RECORDS FOR THIS EXERCISE >>

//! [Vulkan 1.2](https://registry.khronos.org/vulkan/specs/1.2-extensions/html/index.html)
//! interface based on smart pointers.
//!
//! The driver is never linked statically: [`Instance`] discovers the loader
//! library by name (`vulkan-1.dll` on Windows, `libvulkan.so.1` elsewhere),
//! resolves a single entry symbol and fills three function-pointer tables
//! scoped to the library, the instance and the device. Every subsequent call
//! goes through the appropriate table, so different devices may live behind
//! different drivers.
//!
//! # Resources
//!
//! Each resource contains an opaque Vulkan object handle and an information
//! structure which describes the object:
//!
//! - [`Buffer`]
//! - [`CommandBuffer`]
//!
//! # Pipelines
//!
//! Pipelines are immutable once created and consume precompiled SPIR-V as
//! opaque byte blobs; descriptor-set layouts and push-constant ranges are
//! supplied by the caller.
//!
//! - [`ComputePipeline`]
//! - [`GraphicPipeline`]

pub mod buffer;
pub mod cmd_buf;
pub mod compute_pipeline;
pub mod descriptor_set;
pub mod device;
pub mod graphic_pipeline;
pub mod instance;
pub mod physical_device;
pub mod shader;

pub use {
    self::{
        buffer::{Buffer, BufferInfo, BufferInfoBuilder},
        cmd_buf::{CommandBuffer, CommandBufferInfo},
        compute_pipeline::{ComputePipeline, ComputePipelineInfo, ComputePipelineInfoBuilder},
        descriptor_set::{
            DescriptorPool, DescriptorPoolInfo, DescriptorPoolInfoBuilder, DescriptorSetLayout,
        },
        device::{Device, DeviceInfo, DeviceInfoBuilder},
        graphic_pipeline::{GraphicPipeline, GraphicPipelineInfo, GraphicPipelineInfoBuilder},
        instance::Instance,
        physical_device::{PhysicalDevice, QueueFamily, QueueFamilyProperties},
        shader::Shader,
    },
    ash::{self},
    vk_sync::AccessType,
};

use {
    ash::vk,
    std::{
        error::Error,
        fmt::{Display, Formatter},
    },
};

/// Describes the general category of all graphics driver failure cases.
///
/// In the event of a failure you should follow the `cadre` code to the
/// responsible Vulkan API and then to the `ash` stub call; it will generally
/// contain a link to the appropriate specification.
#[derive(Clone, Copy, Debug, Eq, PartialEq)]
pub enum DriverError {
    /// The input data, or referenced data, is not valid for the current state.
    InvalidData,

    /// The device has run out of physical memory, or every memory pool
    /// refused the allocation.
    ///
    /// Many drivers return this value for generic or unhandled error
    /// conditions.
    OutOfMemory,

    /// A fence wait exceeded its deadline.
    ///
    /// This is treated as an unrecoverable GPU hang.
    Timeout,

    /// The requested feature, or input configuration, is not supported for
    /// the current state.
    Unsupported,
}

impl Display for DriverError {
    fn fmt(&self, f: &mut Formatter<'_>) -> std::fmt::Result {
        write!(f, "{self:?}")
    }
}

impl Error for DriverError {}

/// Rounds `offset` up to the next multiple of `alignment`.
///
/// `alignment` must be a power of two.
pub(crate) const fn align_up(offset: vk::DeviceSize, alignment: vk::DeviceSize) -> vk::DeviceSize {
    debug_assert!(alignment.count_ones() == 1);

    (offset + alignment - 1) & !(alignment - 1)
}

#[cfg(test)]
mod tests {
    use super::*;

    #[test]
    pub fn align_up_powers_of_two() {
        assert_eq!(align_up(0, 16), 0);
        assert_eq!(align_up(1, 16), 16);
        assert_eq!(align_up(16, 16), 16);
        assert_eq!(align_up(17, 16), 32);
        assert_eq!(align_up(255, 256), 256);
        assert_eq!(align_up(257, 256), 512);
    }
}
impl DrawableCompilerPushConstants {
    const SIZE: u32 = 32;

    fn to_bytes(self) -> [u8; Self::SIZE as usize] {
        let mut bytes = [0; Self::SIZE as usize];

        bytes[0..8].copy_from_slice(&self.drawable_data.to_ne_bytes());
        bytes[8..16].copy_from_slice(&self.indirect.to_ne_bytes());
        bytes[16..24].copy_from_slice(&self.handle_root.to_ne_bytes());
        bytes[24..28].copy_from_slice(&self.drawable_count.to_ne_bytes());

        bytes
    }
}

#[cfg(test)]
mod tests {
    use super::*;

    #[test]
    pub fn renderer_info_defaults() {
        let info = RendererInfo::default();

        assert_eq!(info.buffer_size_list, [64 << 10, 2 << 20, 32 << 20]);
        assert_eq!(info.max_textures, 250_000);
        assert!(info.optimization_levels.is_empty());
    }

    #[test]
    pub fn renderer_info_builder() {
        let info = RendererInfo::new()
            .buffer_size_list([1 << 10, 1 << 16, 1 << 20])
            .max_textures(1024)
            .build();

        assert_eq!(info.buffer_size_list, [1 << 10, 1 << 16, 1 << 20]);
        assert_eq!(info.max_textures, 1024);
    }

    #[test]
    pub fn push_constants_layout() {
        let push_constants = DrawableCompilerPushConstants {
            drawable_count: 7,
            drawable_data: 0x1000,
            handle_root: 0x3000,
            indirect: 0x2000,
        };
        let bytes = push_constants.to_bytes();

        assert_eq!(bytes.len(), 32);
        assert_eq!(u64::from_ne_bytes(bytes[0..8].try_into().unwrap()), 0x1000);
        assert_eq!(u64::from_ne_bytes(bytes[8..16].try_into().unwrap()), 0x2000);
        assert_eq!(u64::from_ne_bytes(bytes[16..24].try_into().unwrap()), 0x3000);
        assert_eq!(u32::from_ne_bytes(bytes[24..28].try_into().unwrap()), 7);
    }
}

---

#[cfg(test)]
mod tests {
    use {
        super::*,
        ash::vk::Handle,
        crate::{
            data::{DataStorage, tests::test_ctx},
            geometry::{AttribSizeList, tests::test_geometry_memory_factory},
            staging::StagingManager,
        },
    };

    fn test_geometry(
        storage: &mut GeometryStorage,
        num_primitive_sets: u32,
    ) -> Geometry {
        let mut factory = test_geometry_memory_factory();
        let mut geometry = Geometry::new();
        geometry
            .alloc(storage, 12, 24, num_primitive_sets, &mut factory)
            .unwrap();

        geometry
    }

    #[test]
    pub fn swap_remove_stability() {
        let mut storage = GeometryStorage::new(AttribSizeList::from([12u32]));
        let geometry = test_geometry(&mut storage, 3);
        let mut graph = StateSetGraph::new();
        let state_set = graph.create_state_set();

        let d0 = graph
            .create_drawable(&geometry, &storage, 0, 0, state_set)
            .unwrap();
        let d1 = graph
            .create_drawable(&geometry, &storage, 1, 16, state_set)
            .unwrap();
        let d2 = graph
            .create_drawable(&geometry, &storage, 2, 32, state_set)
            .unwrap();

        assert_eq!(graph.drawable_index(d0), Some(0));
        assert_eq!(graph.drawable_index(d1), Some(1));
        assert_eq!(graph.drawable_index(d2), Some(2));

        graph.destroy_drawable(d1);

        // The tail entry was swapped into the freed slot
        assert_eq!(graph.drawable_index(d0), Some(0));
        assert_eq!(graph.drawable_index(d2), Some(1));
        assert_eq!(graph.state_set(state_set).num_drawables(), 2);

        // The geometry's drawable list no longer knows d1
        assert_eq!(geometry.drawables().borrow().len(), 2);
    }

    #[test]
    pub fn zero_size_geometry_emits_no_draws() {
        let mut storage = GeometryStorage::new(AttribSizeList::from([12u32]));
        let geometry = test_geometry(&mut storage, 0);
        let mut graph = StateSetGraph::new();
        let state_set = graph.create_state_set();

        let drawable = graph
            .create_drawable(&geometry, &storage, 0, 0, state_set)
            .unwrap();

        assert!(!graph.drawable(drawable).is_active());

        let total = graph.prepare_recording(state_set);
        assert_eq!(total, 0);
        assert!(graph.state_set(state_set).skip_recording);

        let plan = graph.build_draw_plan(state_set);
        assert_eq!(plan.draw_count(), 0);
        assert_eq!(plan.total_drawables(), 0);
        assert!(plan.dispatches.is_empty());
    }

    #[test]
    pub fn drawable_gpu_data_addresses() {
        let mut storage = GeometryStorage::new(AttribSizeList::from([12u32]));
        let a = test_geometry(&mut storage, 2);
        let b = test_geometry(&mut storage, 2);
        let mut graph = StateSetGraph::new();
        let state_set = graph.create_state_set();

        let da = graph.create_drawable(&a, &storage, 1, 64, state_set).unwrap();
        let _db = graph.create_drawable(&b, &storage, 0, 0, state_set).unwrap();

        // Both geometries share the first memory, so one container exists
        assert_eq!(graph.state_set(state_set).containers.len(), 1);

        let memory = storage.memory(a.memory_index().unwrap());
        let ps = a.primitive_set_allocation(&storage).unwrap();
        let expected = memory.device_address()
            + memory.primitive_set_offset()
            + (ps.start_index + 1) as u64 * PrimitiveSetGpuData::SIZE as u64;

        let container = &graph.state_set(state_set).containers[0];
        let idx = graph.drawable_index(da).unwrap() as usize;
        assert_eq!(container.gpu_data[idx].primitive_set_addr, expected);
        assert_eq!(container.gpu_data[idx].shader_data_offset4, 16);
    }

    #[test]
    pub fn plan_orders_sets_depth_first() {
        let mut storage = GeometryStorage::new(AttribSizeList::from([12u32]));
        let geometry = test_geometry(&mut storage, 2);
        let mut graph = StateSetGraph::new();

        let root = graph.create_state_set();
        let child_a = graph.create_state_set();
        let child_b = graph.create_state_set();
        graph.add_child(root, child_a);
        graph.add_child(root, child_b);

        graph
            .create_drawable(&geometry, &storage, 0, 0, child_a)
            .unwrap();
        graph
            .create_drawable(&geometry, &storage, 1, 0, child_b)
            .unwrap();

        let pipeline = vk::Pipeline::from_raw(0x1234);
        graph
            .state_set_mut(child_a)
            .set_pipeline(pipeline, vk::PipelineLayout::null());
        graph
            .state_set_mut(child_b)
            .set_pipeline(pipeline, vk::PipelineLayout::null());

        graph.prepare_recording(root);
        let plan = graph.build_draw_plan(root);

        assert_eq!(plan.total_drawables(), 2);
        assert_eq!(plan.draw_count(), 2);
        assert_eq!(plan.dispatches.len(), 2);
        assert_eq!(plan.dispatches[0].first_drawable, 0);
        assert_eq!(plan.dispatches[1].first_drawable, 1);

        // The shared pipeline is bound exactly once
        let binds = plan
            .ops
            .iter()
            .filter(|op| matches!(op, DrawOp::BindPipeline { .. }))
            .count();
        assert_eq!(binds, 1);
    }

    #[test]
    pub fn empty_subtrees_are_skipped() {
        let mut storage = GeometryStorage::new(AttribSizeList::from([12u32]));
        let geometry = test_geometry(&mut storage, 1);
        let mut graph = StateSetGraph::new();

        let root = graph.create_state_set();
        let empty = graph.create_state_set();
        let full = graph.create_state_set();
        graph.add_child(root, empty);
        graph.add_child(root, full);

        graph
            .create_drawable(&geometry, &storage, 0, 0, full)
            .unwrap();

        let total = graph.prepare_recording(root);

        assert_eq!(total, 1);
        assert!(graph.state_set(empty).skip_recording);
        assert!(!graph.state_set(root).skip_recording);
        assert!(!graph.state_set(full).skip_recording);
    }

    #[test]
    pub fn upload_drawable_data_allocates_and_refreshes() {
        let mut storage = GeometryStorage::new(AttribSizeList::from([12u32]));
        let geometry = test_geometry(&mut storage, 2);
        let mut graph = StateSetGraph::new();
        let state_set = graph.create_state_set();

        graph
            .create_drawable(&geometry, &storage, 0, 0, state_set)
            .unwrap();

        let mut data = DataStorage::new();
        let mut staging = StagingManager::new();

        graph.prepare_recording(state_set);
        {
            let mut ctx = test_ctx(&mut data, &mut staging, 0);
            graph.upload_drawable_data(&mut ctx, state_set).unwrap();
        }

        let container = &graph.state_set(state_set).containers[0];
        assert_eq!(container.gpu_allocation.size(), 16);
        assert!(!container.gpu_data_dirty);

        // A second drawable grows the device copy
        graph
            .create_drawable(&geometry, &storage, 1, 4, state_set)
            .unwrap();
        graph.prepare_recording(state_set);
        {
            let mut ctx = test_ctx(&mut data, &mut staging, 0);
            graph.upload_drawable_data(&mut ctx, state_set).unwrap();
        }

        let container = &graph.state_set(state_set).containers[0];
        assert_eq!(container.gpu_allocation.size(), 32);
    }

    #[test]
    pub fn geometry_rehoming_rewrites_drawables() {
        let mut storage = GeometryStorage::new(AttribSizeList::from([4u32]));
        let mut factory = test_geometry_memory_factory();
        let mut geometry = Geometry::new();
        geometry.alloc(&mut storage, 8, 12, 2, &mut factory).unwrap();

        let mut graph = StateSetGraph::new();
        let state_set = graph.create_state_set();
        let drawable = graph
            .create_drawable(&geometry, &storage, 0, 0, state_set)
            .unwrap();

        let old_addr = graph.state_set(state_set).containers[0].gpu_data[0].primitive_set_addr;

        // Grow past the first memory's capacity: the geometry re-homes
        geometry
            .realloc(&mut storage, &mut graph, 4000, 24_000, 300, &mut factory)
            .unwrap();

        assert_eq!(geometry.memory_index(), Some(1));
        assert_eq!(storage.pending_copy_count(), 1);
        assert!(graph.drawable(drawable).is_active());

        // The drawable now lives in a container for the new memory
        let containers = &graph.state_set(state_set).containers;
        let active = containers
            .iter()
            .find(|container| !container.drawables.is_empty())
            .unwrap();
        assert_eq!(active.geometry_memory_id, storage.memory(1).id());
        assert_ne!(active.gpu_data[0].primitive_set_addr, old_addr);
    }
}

* * *

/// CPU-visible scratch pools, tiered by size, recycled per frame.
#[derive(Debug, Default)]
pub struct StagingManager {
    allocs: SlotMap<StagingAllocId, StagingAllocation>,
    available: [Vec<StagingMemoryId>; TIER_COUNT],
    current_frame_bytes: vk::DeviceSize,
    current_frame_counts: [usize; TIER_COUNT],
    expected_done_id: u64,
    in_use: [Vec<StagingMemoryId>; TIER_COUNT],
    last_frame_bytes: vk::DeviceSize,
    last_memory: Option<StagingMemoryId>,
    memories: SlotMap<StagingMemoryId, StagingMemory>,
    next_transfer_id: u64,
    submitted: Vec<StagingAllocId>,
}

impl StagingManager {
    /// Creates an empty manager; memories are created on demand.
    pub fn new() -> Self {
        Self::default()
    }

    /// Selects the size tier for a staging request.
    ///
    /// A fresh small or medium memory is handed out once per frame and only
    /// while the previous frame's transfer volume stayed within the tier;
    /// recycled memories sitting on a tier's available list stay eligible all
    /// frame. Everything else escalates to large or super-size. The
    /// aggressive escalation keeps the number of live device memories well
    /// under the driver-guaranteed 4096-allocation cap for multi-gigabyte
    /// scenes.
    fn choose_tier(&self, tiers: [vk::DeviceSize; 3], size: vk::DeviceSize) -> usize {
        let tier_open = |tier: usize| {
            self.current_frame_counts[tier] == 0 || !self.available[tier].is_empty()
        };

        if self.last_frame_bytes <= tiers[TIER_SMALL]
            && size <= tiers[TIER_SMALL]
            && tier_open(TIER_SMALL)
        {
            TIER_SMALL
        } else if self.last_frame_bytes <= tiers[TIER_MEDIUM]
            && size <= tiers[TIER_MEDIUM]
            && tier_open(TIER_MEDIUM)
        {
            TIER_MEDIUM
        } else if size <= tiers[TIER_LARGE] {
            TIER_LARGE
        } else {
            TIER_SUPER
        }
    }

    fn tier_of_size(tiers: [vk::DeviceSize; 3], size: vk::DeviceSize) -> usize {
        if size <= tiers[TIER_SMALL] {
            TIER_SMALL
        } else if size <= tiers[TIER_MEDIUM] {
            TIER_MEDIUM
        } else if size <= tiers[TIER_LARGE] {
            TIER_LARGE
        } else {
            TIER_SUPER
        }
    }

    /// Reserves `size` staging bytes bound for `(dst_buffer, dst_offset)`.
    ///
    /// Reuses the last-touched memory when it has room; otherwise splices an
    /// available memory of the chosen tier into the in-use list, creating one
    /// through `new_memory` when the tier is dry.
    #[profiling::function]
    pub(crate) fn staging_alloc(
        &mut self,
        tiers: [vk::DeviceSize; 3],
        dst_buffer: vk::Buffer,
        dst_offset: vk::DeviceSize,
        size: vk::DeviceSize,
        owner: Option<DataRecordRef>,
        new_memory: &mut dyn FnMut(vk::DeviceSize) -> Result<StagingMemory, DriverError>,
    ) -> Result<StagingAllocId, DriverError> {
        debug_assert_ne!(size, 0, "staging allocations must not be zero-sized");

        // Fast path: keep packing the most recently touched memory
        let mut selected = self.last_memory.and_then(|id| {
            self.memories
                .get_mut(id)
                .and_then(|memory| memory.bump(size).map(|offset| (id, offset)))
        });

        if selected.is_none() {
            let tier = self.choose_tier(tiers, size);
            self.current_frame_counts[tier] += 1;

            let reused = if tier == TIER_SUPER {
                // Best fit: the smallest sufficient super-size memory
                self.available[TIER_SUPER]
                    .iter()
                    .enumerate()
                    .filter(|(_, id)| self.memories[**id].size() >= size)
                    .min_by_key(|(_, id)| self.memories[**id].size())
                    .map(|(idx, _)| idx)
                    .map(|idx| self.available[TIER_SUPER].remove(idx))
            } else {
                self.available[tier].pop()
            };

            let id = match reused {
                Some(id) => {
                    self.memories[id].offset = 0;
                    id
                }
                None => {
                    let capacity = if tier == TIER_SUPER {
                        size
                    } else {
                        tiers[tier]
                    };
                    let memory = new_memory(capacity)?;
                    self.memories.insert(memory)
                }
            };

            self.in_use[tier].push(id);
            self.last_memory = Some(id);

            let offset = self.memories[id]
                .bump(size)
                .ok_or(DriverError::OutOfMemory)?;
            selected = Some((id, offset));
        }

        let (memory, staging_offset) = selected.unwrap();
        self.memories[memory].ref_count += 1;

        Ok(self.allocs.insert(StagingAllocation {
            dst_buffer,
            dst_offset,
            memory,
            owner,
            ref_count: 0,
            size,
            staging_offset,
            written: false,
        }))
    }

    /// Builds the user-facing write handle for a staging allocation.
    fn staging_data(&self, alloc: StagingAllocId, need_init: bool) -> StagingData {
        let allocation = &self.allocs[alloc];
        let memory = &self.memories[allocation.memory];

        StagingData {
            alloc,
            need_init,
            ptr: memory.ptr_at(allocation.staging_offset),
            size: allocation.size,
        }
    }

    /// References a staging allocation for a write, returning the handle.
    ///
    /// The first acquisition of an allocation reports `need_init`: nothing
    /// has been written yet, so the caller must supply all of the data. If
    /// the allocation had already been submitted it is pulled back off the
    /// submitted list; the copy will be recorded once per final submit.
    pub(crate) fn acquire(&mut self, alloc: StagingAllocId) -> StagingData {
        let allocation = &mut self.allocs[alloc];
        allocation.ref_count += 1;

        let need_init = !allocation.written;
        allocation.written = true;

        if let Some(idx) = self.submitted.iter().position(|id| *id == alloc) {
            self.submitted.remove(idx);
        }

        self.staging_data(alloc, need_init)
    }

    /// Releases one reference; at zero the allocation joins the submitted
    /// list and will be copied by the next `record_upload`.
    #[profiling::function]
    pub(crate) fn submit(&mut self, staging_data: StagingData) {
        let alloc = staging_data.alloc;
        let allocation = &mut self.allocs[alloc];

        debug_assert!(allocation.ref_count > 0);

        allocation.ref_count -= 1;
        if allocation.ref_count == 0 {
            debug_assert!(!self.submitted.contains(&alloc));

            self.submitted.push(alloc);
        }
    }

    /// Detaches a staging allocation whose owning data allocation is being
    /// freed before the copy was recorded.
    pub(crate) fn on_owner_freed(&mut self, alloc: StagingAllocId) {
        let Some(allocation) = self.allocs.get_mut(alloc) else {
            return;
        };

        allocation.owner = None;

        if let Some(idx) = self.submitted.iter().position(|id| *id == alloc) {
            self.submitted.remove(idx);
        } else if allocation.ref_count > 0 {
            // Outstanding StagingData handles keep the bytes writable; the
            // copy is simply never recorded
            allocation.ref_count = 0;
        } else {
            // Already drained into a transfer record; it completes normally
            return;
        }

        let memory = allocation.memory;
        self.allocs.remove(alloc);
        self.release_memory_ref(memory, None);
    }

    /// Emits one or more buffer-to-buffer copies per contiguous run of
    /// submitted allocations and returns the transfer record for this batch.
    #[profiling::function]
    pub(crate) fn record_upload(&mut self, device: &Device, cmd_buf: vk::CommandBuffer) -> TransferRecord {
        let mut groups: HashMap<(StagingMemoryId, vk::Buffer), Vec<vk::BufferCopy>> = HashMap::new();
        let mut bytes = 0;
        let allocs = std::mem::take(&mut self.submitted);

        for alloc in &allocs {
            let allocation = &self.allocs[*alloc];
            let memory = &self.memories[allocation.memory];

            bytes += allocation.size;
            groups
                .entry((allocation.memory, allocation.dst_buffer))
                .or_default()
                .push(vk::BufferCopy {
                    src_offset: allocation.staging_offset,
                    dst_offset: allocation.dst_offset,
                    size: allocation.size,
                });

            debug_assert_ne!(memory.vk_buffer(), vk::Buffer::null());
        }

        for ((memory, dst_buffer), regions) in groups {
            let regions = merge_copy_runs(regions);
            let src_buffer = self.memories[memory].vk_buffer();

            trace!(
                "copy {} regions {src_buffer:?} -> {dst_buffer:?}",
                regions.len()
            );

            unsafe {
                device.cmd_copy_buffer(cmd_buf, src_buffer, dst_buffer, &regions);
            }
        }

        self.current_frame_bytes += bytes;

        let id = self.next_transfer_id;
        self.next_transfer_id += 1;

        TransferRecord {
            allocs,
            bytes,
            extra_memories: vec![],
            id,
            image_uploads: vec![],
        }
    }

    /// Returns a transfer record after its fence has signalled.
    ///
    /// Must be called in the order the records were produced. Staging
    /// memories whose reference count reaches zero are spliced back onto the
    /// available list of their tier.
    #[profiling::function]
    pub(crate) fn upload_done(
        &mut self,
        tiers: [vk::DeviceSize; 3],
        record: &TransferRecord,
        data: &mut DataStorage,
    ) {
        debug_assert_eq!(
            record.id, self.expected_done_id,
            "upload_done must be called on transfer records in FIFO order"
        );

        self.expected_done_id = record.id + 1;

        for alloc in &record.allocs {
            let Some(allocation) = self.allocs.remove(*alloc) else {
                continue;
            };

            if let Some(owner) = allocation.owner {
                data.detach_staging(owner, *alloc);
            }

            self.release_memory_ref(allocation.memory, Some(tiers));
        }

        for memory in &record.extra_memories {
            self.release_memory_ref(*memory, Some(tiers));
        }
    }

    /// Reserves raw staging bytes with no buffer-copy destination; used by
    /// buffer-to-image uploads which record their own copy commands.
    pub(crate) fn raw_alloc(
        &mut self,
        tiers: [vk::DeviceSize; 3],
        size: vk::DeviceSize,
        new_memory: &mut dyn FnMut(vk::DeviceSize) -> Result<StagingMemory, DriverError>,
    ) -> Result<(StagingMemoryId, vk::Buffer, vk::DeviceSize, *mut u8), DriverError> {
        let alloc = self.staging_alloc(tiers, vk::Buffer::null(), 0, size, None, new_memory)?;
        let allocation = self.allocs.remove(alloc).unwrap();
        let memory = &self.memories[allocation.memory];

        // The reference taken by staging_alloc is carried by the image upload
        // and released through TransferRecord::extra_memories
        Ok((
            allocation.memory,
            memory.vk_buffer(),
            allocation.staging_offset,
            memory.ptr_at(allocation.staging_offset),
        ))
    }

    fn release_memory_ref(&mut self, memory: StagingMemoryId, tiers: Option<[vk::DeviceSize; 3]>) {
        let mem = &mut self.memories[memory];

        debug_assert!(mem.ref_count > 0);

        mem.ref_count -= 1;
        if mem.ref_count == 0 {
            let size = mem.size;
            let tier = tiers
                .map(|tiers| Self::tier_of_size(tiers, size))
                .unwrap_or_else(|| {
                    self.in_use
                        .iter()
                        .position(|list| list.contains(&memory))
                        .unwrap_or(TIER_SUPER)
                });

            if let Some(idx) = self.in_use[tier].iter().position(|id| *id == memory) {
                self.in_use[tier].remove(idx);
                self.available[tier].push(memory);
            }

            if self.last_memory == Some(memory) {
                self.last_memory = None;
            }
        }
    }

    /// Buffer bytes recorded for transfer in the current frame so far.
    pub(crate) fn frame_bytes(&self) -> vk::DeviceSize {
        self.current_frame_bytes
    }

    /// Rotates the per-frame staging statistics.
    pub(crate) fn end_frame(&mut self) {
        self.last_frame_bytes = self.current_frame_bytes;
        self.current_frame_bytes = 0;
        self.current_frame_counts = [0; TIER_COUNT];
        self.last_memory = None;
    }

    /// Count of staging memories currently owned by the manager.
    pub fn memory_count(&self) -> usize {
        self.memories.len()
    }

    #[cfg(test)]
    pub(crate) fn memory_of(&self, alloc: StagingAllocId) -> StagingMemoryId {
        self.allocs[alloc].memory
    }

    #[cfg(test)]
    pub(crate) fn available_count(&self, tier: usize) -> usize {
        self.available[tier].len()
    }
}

EXERCISE INSTRUCTIONS >>
For the word "ComputePipeline", state the number of lines in the listing that contain it and nothing further.

TASK OUTPUT >>
2